AstraZeneca Company was established through the amalgamation of two large companies that dealt with pharmaceuticals, which were British Zeneca Group and Swedish Astra. The two companies are known for their developments and innovations in the pharmaceutical industry, as well as their science-based cultures and vision (http://www.astrazeneca.com/About-Us). The company produces different products extending from syringe to pastille, the manufacture of which demands machines of varied types. It is worth noting that there are variations in the products of the company from one country to another, which makes the process complex. According to Eva Markstrom, the company’s process manager, direct costs make up the largest percentage or component of the total cost of the company and are only incorporated in the process of manufacture.

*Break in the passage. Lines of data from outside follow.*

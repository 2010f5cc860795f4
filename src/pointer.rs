//! Pointer tracking and splat generation.
//!
//! Event handlers only record state and queue [`Splat`]s; the frame loop
//! drains the queue, so nothing here touches the fields directly.

use glam::{vec2, vec3, UVec2, Vec2, Vec3};
use rand::rngs::StdRng;
use rand::Rng;

use crate::config::{ColorMode, SimulationConfig};
use crate::splat::Splat;

/// Scale applied to generated colors so dye builds up gradually.
pub const COLOR_INTENSITY: f32 = 0.15;
/// Extra dye brightness of the burst emitted on pointer down.
pub const CLICK_INTENSITY: f32 = 10.0;
const GOLDEN_RATIO_CONJUGATE: f32 = 0.618_034;

#[derive(Clone, Copy, Debug, PartialEq, Eq)]
pub enum PointerPhase {
    Idle,
    Down,
    Moving,
}

#[derive(Clone, Debug, PartialEq)]
pub struct Pointer {
    pub id: i32,
    pub texcoord: Vec2,
    pub prev_texcoord: Vec2,
    pub delta: Vec2,
    pub down: bool,
    pub moved: bool,
    pub color: Vec3,
}

impl Pointer {
    fn new(id: i32) -> Self {
        Self {
            id,
            texcoord: Vec2::ZERO,
            prev_texcoord: Vec2::ZERO,
            delta: Vec2::ZERO,
            down: false,
            moved: false,
            color: Vec3::ZERO,
        }
    }

    #[must_use]
    pub fn phase(&self) -> PointerPhase {
        match (self.down, self.moved) {
            (false, _) => PointerPhase::Idle,
            (true, false) => PointerPhase::Down,
            (true, true) => PointerPhase::Moving,
        }
    }

    fn open(&mut self, texcoord: Vec2, color: Vec3) {
        self.down = true;
        self.moved = false;
        self.texcoord = texcoord;
        self.prev_texcoord = texcoord;
        self.delta = Vec2::ZERO;
        self.color = color;
    }
}

/// Shrinks the delta along the longer axis so equal physical motion yields
/// equal force in both directions.
#[must_use]
pub fn correct_delta(delta: Vec2, aspect: f32) -> Vec2 {
    if aspect < 1.0 {
        vec2(delta.x * aspect, delta.y)
    } else if aspect > 1.0 {
        vec2(delta.x, delta.y / aspect)
    } else {
        delta
    }
}

/// HSV with all components in `[0, 1]` to linear RGB.
#[must_use]
pub fn hsv_to_rgb(h: f32, s: f32, v: f32) -> Vec3 {
    let h = h.rem_euclid(1.0) * 6.0;
    let sector = h.floor();
    let f = h - sector;
    let p = v * (1.0 - s);
    let q = v * (1.0 - f * s);
    let t = v * (1.0 - (1.0 - f) * s);
    match sector as u32 {
        0 => vec3(v, t, p),
        1 => vec3(q, v, p),
        2 => vec3(p, v, t),
        3 => vec3(p, q, v),
        4 => vec3(t, p, v),
        _ => vec3(v, p, q),
    }
}

/// Picks pointer colors and decides when they refresh.
#[derive(Clone, Debug)]
pub struct ColorCycle {
    mode: ColorMode,
    speed: f32,
    hue: f32,
    timer: f32,
}

impl ColorCycle {
    pub fn new(mode: ColorMode, speed: f32, rng: &mut impl Rng) -> Self {
        Self {
            mode,
            speed,
            hue: rng.gen(),
            timer: 0.0,
        }
    }

    pub fn next_color(&mut self, rng: &mut impl Rng) -> Vec3 {
        let base = match &self.mode {
            ColorMode::Single(color) => *color,
            ColorMode::Custom(palette) if !palette.is_empty() => palette[rng.gen_range(0..palette.len())],
            ColorMode::Rainbow | ColorMode::Custom(_) => {
                self.hue = (self.hue + GOLDEN_RATIO_CONJUGATE).fract();
                hsv_to_rgb(self.hue, 1.0, 1.0)
            }
        };
        base * COLOR_INTENSITY
    }

    /// Advances the refresh timer. Returns true when it wraps past one.
    pub fn tick(&mut self, dt: f32) -> bool {
        self.timer += dt * self.speed;
        if self.timer >= 1.0 {
            self.timer = self.timer.fract();
            true
        } else {
            false
        }
    }
}

/// Tracks every pointer and queues the splats their motion produces.
pub struct PointerInput {
    pointers: Vec<Pointer>,
    pending: Vec<Splat>,
    surface: UVec2,
    splat_force: f32,
    hover_trail: bool,
    colors: ColorCycle,
    rng: StdRng,
}

impl PointerInput {
    pub fn new(config: &SimulationConfig, mut rng: StdRng) -> Self {
        let colors = ColorCycle::new(config.color_mode.clone(), config.color_update_speed, &mut rng);
        Self {
            pointers: vec![Pointer::new(-1)],
            pending: Vec::new(),
            surface: UVec2::ONE,
            splat_force: config.splat_force,
            hover_trail: config.hover_trail,
            colors,
            rng,
        }
    }

    /// Surface size in device pixels; positions are given in the same units.
    pub fn set_surface_size(&mut self, size: UVec2) {
        self.surface = size.max(UVec2::ONE);
    }

    #[must_use]
    pub fn aspect(&self) -> f32 {
        let size = self.surface.as_vec2();
        size.x / size.y
    }

    #[must_use]
    pub fn pointer(&self, id: i32) -> Option<&Pointer> {
        self.pointers.iter().find(|p| p.id == id)
    }

    pub fn pointers(&self) -> &[Pointer] {
        &self.pointers
    }

    /// Number of splats waiting for the next frame.
    #[must_use]
    pub fn pending(&self) -> usize {
        self.pending.len()
    }

    pub fn pointer_down(&mut self, id: i32, position: Vec2) {
        let texcoord = self.texcoord(position);
        let color = self.colors.next_color(&mut self.rng);
        self.slot(id).open(texcoord, color);

        let force = vec2(
            10.0 * (self.rng.gen::<f32>() - 0.5),
            30.0 * (self.rng.gen::<f32>() - 0.5),
        );
        self.pending.push(Splat {
            point: texcoord,
            force,
            color: color * CLICK_INTENSITY,
        });
    }

    pub fn pointer_move(&mut self, id: i32, position: Vec2) {
        let texcoord = self.texcoord(position);
        let aspect = self.aspect();
        let tracked = self.pointers.iter().position(|p| p.id == id && p.down);
        let index = match tracked {
            Some(index) => index,
            None if self.hover_trail => {
                let color = self.colors.next_color(&mut self.rng);
                self.slot(id).open(texcoord, color);
                return;
            }
            None => return,
        };

        let pointer = &mut self.pointers[index];
        pointer.prev_texcoord = pointer.texcoord;
        pointer.texcoord = texcoord;
        pointer.delta = correct_delta(texcoord - pointer.prev_texcoord, aspect);
        pointer.moved = pointer.delta.x.abs() > 0.0 || pointer.delta.y.abs() > 0.0;
        if pointer.moved {
            self.pending.push(Splat {
                point: pointer.texcoord,
                force: pointer.delta * self.splat_force,
                color: pointer.color,
            });
        }
    }

    pub fn pointer_up(&mut self, id: i32) {
        if let Some(pointer) = self.pointers.iter_mut().find(|p| p.id == id) {
            pointer.down = false;
            pointer.moved = false;
        }
    }

    pub fn pointer_leave(&mut self, id: i32) {
        self.pointer_up(id);
    }

    /// Takes the queued splats and clears the per-frame motion flags.
    pub fn take_splats(&mut self) -> Vec<Splat> {
        for pointer in &mut self.pointers {
            pointer.moved = false;
        }
        std::mem::take(&mut self.pending)
    }

    /// Refreshes every pointer's color whenever the cycle timer wraps.
    pub fn update_colors(&mut self, dt: f32) {
        if !self.colors.tick(dt) {
            return;
        }
        for pointer in &mut self.pointers {
            pointer.color = self.colors.next_color(&mut self.rng);
        }
    }

    fn texcoord(&self, position: Vec2) -> Vec2 {
        let size = self.surface.as_vec2();
        vec2(position.x / size.x, 1.0 - position.y / size.y)
    }

    fn slot(&mut self, id: i32) -> &mut Pointer {
        let index = self
            .pointers
            .iter()
            .position(|p| p.id == id)
            .or_else(|| self.pointers.iter().position(|p| !p.down));
        match index {
            Some(index) => {
                self.pointers[index].id = id;
                &mut self.pointers[index]
            }
            None => {
                self.pointers.push(Pointer::new(id));
                let last = self.pointers.len() - 1;
                &mut self.pointers[last]
            }
        }
    }
}

#[cfg(test)]
mod tests {
    use rand::SeedableRng;

    use super::*;

    fn input(config: &SimulationConfig) -> PointerInput {
        let mut input = PointerInput::new(config, StdRng::seed_from_u64(7));
        input.set_surface_size(UVec2::new(200, 100));
        input
    }

    #[test]
    fn down_move_up_walks_the_phases() {
        let mut input = input(&SimulationConfig::default());
        input.pointer_down(1, vec2(50.0, 50.0));
        let pointer = input.pointer(1).unwrap();
        assert_eq!(pointer.phase(), PointerPhase::Down);
        assert_eq!(pointer.texcoord, vec2(0.25, 0.5));
        assert_eq!(pointer.delta, Vec2::ZERO);
        assert_eq!(input.take_splats().len(), 1);

        input.pointer_move(1, vec2(70.0, 50.0));
        assert_eq!(input.pointer(1).unwrap().phase(), PointerPhase::Moving);
        input.pointer_up(1);
        assert_eq!(input.pointer(1).unwrap().phase(), PointerPhase::Idle);
    }

    #[test]
    fn every_effective_move_queues_one_splat() {
        let config = SimulationConfig::default();
        let mut input = input(&config);
        input.pointer_down(1, vec2(100.0, 50.0));
        input.take_splats();

        input.pointer_move(1, vec2(120.0, 50.0));
        input.pointer_move(1, vec2(120.0, 40.0));
        // no displacement, no splat
        input.pointer_move(1, vec2(120.0, 40.0));
        let splats = input.take_splats();
        assert_eq!(splats.len(), 2);
        assert!((splats[0].force - vec2(0.1 * config.splat_force, 0.0)).length() < 1e-2);
        // landscape surface halves the vertical delta
        assert!((splats[1].force - vec2(0.0, 0.05 * config.splat_force)).length() < 1e-2);
        assert!(input.pointers().iter().all(|p| !p.moved));
    }

    #[test]
    fn idle_pointer_motion_is_ignored() {
        let mut input = input(&SimulationConfig::default());
        input.pointer_move(3, vec2(10.0, 10.0));
        assert_eq!(input.pending(), 0);

        input.pointer_down(3, vec2(10.0, 10.0));
        input.pointer_leave(3);
        input.take_splats();
        input.pointer_move(3, vec2(40.0, 10.0));
        assert_eq!(input.pending(), 0);
    }

    #[test]
    fn hover_trail_opens_pointer_on_first_move() {
        let config = SimulationConfig {
            hover_trail: true,
            ..SimulationConfig::default()
        };
        let mut input = input(&config);
        input.pointer_move(0, vec2(10.0, 10.0));
        assert_eq!(input.pending(), 0);
        assert_eq!(input.pointer(0).unwrap().phase(), PointerPhase::Down);
        input.pointer_move(0, vec2(30.0, 10.0));
        assert_eq!(input.pending(), 1);
    }

    #[test]
    fn pointers_are_tracked_independently() {
        let mut input = input(&SimulationConfig::default());
        input.pointer_down(1, vec2(10.0, 10.0));
        input.pointer_down(2, vec2(150.0, 90.0));
        input.pointer_up(1);
        assert_eq!(input.pointer(1).unwrap().phase(), PointerPhase::Idle);
        assert_eq!(input.pointer(2).unwrap().phase(), PointerPhase::Down);
        // a released slot is reused
        input.pointer_down(5, vec2(0.0, 0.0));
        assert!(input.pointer(1).is_none());
        assert_eq!(input.pointers().len(), 2);
    }

    #[test]
    fn delta_correction_by_aspect() {
        assert_eq!(correct_delta(vec2(0.2, 0.2), 2.0), vec2(0.2, 0.1));
        assert_eq!(correct_delta(vec2(0.2, 0.2), 0.5), vec2(0.1, 0.2));
        assert_eq!(correct_delta(vec2(0.2, 0.2), 1.0), vec2(0.2, 0.2));
    }

    #[test]
    fn hsv_primaries() {
        assert_eq!(hsv_to_rgb(0.0, 1.0, 1.0), vec3(1.0, 0.0, 0.0));
        assert!((hsv_to_rgb(1.0 / 3.0, 1.0, 1.0) - vec3(0.0, 1.0, 0.0)).length() < 1e-5);
        assert!((hsv_to_rgb(2.0 / 3.0, 1.0, 1.0) - vec3(0.0, 0.0, 1.0)).length() < 1e-5);
        assert_eq!(hsv_to_rgb(0.5, 0.0, 0.5), Vec3::splat(0.5));
    }

    #[test]
    fn color_modes() {
        let mut rng = StdRng::seed_from_u64(1);
        let mut single = ColorCycle::new(ColorMode::Single(vec3(1.0, 0.0, 0.0)), 10.0, &mut rng);
        assert_eq!(single.next_color(&mut rng), vec3(COLOR_INTENSITY, 0.0, 0.0));

        let palette = vec![vec3(0.0, 1.0, 0.0), vec3(0.0, 0.0, 1.0)];
        let mut custom = ColorCycle::new(ColorMode::Custom(palette.clone()), 10.0, &mut rng);
        for _ in 0..8 {
            let color = custom.next_color(&mut rng) / COLOR_INTENSITY;
            assert!(palette.iter().any(|p| (*p - color).length() < 1e-5));
        }

        let mut rainbow = ColorCycle::new(ColorMode::Custom(Vec::new()), 10.0, &mut rng);
        let a = rainbow.next_color(&mut rng);
        let b = rainbow.next_color(&mut rng);
        assert_ne!(a, b);
        assert!((a.max_element() - COLOR_INTENSITY).abs() < 1e-5);
    }

    #[test]
    fn colors_refresh_when_timer_wraps() {
        let config = SimulationConfig {
            color_update_speed: 10.0,
            ..SimulationConfig::default()
        };
        let mut input = input(&config);
        input.pointer_down(1, vec2(10.0, 10.0));
        let before = input.pointer(1).unwrap().color;
        input.update_colors(0.05);
        assert_eq!(input.pointer(1).unwrap().color, before);
        input.update_colors(0.06);
        assert_ne!(input.pointer(1).unwrap().color, before);
    }
}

Other costs considered direct include marketing and energy (Cowton et al, 2008, pp. 27). The company sets the products’ prices in line with the manufacturing costs, thereby making it independent of the prices in the market. ABC makes up the key cost system in Astra Zeneca. The production of a single process involves about 9-10 activities. The fundamental reason for using the ABC model is that it allows every product to bear its own expenses. In essence, the model is mainly used in making decisions pertaining to products including product outsourcing and setting prices of products. In some instances, for example, it is less costly to purchase components of a certain product than to manufacture it, in which case the model supports these decisions thereby.............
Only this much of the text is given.